St. Simons Sound Incident Unified Command is the multiagency group in charge of the Golden Ray’s removal from St. Simons Sound. The ro-ro vessel capsized Sept. 8, 2019, in the sound after departing from the Port of Brunswick, Georgia.

The Unified Command has dismantled and removed five pieces of the ship, but the sixth piece began leaking oil as crews tried to lift it out of the water.

Crews have not been able to determine the exact source of the leak. The Golden Ray was carrying 4,200 vehicles when it capsized.

“The other part of the lifting procedure is to control the source of the discharge,” Himes said. “With each lift, we’ve been able to get the section a little bit higher before a discharge happens.”

Oil began leaking from the wreck of the Golden Ray into St. Simons Sound about a week ago as officials attempted to remove a section of the ship from the water. (Photo: St. Simons Sound Incident Response)

The ship also had a crew of 24, including 23 crewmembers and a pilot. All crew members survived. 

Naval officials said the capsizing was caused by unstable ballast levels not compliant with stability regulations, according to modeling conducted by the U.S. Coast Guard.

The oil spill comes two months after the Golden Ray wreckage caught on fire, causing another delay.

Himes said response vessels continue to recover oil from St. Simons Sound, while shoreline teams continue to remove oily sand from nearby beaches.   

“Each day we’ve been removing at least between 1,000 to 1,500 bags of oily sand,” Himes said. 

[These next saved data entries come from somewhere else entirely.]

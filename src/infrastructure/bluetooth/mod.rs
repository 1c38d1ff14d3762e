//! Bluetooth Module
//!
//! GoPro BLE control: framing, decoding, command sequencing and the
//! connection supervisor.
//!
//! ## Architecture
//!
//! ```text
//! ┌──────────────────────────────────────────────────────────┐
//! │                    SessionSupervisor                     │
//! │  (reconnects, runs poll / keep-alive / time loops)       │
//! └─────────────────────┬────────────────────────────────────┘
//!                       │
//!                       ▼
//! ┌──────────────────────────────────────────────────────────┐
//! │                     CameraSession                        │
//! │  (one operation at a time, response correlation)         │
//! └───────┬──────────────┬──────────────┬────────────────────┘
//!         │              │              │
//!         ▼              ▼              ▼
//! ┌─────────────┐ ┌────────────┐ ┌────────────┐
//! │ Reassembler │ │  Message   │ │ Fast path  │
//! │ - headers   │ │ - Complex  │ │ - digest   │
//! │ - chunks    │ │ - Query    │ │   offsets  │
//! └─────────────┘ └────────────┘ └────────────┘
//!                       │
//!                       ▼
//!              BleTransport (WinRT / mock)
//! ```
//!
//! ## Modules
//!
//! - [`protocol`] - UUIDs, channels and command encodings
//! - [`reassembler`] - Notification chunk reassembly and framing
//! - [`message`] - Complex / Query response decoding
//! - [`fast_path`] - Positional parsing of the digest queries
//! - [`transport`] - Platform BLE seam
//! - [`session`] - Command engine for one connected camera
//! - [`scanner`] - Found-camera registry and name matching
//! - [`service`] - Connection supervisor
//! - [`mock`] - Scripted in-memory transport

pub mod fast_path;
pub mod message;
pub mod mock;
pub mod protocol;
pub mod reassembler;
pub mod scanner;
pub mod service;
pub mod session;
pub mod transport;
#[cfg(windows)]
pub mod winrt;

pub use service::SessionSupervisor;
pub use session::CameraSession;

The oily water is being collected through several methods, such as oil spill containment booms, oil skimmers and floating oil vacuums.

“Out in the sound, we’ve got the containment boom. The oil pools up, then we use Marco skimmers and a vacuum attachment. All of these strategies do collect a fair amount of water but they’re also collecting oil at the same time,” Himes said.

The cleanup will continue over the weekend on shore and in the sound. 

“We’re doing a significant amount of shoreline cleanup and treatment, particularly on the west, southwest side of St. Simons Island, where we’ve had an area of shoreline and marsh grass impacted,” Himes said.

Himes said the Unified Command plans for scenarios such as this.

“This is why we put that infrastructure out there, before we started removing the wreck. When you combine how complex removing a ship is, and having such a dynamic waterway —  combine those factors with our response priorities, which is keep people safe, both the community and our first responders, while minimizing impacts to the environment and maintaining a functional ship channel — what we get is a process that basically takes time,” Himes said.